Supplied material:
============================================================

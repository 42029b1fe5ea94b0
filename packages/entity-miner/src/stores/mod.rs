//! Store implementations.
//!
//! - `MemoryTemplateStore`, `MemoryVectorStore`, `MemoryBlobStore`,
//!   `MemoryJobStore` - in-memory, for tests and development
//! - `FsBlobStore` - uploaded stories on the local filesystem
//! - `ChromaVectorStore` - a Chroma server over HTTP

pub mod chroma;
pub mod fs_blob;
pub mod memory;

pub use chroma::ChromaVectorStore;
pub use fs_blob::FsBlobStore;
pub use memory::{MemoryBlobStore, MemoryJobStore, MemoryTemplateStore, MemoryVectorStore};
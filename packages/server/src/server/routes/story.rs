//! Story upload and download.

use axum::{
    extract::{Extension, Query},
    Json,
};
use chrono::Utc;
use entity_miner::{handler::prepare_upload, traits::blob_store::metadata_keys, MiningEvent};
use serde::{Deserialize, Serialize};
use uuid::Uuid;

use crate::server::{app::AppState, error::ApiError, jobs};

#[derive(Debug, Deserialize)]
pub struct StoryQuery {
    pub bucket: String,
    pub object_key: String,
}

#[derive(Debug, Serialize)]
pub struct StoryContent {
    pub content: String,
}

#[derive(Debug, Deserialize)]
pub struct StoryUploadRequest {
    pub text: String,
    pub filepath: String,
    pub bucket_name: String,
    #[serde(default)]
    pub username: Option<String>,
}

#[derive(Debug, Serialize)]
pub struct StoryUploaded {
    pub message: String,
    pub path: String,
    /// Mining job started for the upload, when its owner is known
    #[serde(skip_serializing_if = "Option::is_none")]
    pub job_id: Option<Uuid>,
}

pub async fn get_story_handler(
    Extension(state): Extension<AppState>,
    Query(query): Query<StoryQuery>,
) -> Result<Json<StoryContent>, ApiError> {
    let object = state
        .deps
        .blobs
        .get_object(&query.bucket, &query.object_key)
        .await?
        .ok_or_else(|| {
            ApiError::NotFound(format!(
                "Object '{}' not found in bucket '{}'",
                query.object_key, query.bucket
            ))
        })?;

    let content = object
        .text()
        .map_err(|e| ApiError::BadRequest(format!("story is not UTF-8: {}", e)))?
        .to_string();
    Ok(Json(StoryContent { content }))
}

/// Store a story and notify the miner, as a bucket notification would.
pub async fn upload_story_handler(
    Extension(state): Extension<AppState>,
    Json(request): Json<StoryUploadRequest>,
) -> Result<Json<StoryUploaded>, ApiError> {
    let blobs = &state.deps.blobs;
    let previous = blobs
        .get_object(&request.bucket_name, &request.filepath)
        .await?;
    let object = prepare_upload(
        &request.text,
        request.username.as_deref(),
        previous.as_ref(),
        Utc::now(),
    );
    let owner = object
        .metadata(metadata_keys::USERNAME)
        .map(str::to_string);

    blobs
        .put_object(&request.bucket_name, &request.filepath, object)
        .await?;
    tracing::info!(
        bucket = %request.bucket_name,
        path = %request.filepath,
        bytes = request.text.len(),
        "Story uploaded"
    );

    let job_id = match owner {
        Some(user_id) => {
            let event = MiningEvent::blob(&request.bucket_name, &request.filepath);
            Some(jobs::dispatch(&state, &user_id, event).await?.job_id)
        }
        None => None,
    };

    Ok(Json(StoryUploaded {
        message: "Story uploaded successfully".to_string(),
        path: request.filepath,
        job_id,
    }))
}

============================================================

Your assignment: Scan the material above and copy every line that holds the string "packages".

Response to the task:
filename packages/entity-miner/src/stores/mod.rs
filename packages/server/src/server/routes/story.rs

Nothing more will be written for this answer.